PHOENIX — An executive with an industry trade group thinks that the U.S. could have a geologic repository for its nuclear waste inventory by mid-century, he said here Monday.
Rod McCullum, senior director of decommissioning and used fuel at the Nuclear Energy Institute (NEI), said Monday during a panel at the Waste Management Symposium in Phoenix that he is “optimistic” that a permanent repository for the country’s spent fuel stockpile could be operational by 2059.
McCullum pointed to international repository projects, such as the ones underway in France, Finland and Canada, as learning opportunities for a future U.S. repository. “I am very optimistic that NEI can learn from these countries and join this party,” he said.
“We already have a good base of repository science here,” McCullum told the Exchange Monitor after the panel, “and DOE has ongoing work. You can say we’re stalled now, but if we got started, we could get there by 2059.”
The Department of Energy’s ongoing consent-based siting effort for a federal interim storage facility could also help get a permanent repository open by the middle of the century, McCullum added. “They’re really serious about this, and about getting consent,” he said. “It will lead to other things, including the process that may lead us to a repository.”

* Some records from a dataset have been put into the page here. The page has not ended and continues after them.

//! Token-to-category resolution with wildcard fallback.

use std::collections::BTreeSet;

use crate::dictionary::category::CategoryId;
use crate::dictionary::store::CategoryStore;

/// Marker that turns an entry into a prefix match.
pub const WILDCARD: char = '*';

/// Shortest prefix, in characters, tried during wildcard fallback.
const MIN_PREFIX_CHARS: usize = 2;

/// Whether a dictionary entry is a wildcard entry.
pub fn is_wildcard(entry: &str) -> bool {
    entry.ends_with(WILDCARD)
}

/// The literal prefix of an entry (the entry itself when it has no wildcard).
pub fn literal_prefix(entry: &str) -> &str {
    entry.strip_suffix(WILDCARD).unwrap_or(entry)
}

/// Resolves tokens to the categories that fire for them.
///
/// Resolution order:
///
/// 1. exact membership of the lowercased token;
/// 2. only if nothing matched exactly, `prefix*` entries for prefixes of the
///    token from its full length down to two characters, stopping at the first
///    (longest) prefix length that hits any category.
///
/// # Examples
///
/// ```
/// use std::collections::BTreeSet;
/// use liwc_tools::dictionary::{CategoryId, CategoryStore};
/// use liwc_tools::dictionary::matcher::MatchEngine;
///
/// let mut store = CategoryStore::new();
/// store.add_category(CategoryId::new(1), "Posemo", BTreeSet::new());
/// store.add_category(CategoryId::new(2), "Other", BTreeSet::new());
/// store.add_word(CategoryId::new(1), "happ*").unwrap();
/// store.add_word(CategoryId::new(2), "ha*").unwrap();
///
/// let engine = MatchEngine::new(&store);
/// assert_eq!(engine.categories_for_token("Happy"), [CategoryId::new(1)].into());
/// ```
#[derive(Clone, Copy, Debug)]
pub struct MatchEngine<'a> {
    store: &'a CategoryStore,
}

impl<'a> MatchEngine<'a> {
    /// Create an engine over a store snapshot.
    pub fn new(store: &'a CategoryStore) -> Self {
        MatchEngine { store }
    }

    /// Categories that fire for `token`; empty when nothing matches.
    pub fn categories_for_token(&self, token: &str) -> BTreeSet<CategoryId> {
        let token = token.to_lowercase();

        let exact = self.store.categories_containing(&token);
        if !exact.is_empty() {
            return exact;
        }

        // Byte offsets of every prefix end, longest first.
        let mut prefix_ends: Vec<usize> = token
            .char_indices()
            .map(|(offset, c)| offset + c.len_utf8())
            .collect();
        prefix_ends.reverse();

        let char_count = prefix_ends.len();
        for (index, end) in prefix_ends.into_iter().enumerate() {
            if char_count - index < MIN_PREFIX_CHARS {
                break;
            }
            let mut entry = String::with_capacity(end + 1);
            entry.push_str(&token[..end]);
            entry.push(WILDCARD);

            let hits = self.store.categories_containing(&entry);
            if !hits.is_empty() {
                return hits;
            }
        }

        BTreeSet::new()
    }

    /// Whether any category fires for `token`.
    pub fn matches(&self, token: &str) -> bool {
        !self.categories_for_token(token).is_empty()
    }
}

#[cfg(test)]
mod tests {
    use super::*;

    fn id(value: u32) -> CategoryId {
        CategoryId::new(value)
    }

    fn store_with(entries: &[(&str, &[u32])]) -> CategoryStore {
        let mut store = CategoryStore::new();
        for value in 1..=4 {
            store.add_category(id(value), format!("C{value}"), BTreeSet::new());
        }
        for (word, cats) in entries {
            for cat in *cats {
                store.add_word(id(*cat), *word).unwrap();
            }
        }
        store
    }

    #[test]
    fn test_exact_match_case_folds() {
        let mut store = CategoryStore::new();
        store.add_category(id(1), "Pronoun", BTreeSet::new());
        store.add_category(id(2), "Funct", BTreeSet::new());
        store.add_word(id(1), "i").unwrap();
        store.add_word(id(2), "i").unwrap();
        store.add_word(id(1), "we").unwrap();

        let engine = MatchEngine::new(&store);
        assert_eq!(engine.categories_for_token("I"), [id(1), id(2)].into());
        assert_eq!(engine.categories_for_token("we"), [id(1)].into());
    }

    #[test]
    fn test_exact_wins_over_wildcards() {
        let store = store_with(&[("happy", &[3]), ("happ*", &[1]), ("happy*", &[4])]);
        let engine = MatchEngine::new(&store);

        assert_eq!(engine.categories_for_token("happy"), [id(3)].into());
        assert_eq!(engine.categories_for_token("happiness"), [id(1)].into());
    }

    #[test]
    fn test_longest_prefix_wins() {
        let store = store_with(&[("happ*", &[1]), ("ha*", &[2])]);
        let engine = MatchEngine::new(&store);

        assert_eq!(engine.categories_for_token("happy"), [id(1)].into());
        assert_eq!(engine.categories_for_token("hat"), [id(2)].into());
    }

    #[test]
    fn test_full_token_wildcard_and_minimum_prefix() {
        let store = store_with(&[("run*", &[1]), ("a*", &[2])]);
        let engine = MatchEngine::new(&store);

        assert_eq!(engine.categories_for_token("run"), [id(1)].into());
        // Single-character prefixes are never tried.
        assert!(engine.categories_for_token("apple").is_empty());
        assert!(!engine.matches("xyz"));
    }

    #[test]
    fn test_multibyte_prefixes() {
        let store = store_with(&[("géni*", &[1])]);
        let engine = MatchEngine::new(&store);

        assert_eq!(engine.categories_for_token("Génial"), [id(1)].into());
    }

    #[test]
    fn test_wildcard_helpers() {
        assert!(is_wildcard("happ*"));
        assert!(!is_wildcard("happy"));
        assert_eq!(literal_prefix("happ*"), "happ");
        assert_eq!(literal_prefix("happy"), "happy");
    }
}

Meanwhile, technology such as spent fuel reprocessing, which would see existing spent fuel recycled for use in advanced nuclear reactors, “does not replace the need” for a permanent repository,” McCullum said. Advanced reactors will still generate waste that will need to be disposed of, he said.
The U.S. currently does not have a permanent facility to store the roughly 90,000 tons of spent nuclear fuel stored at reactor sites across the country. The only congressionally-authorized site for such a task, Nevada’s Yucca Mountain, remains little more than a construction site after the Barack Obama administration pulled the project’s funding in 2010. The Joe Biden White House has said that it would not resume work on the site.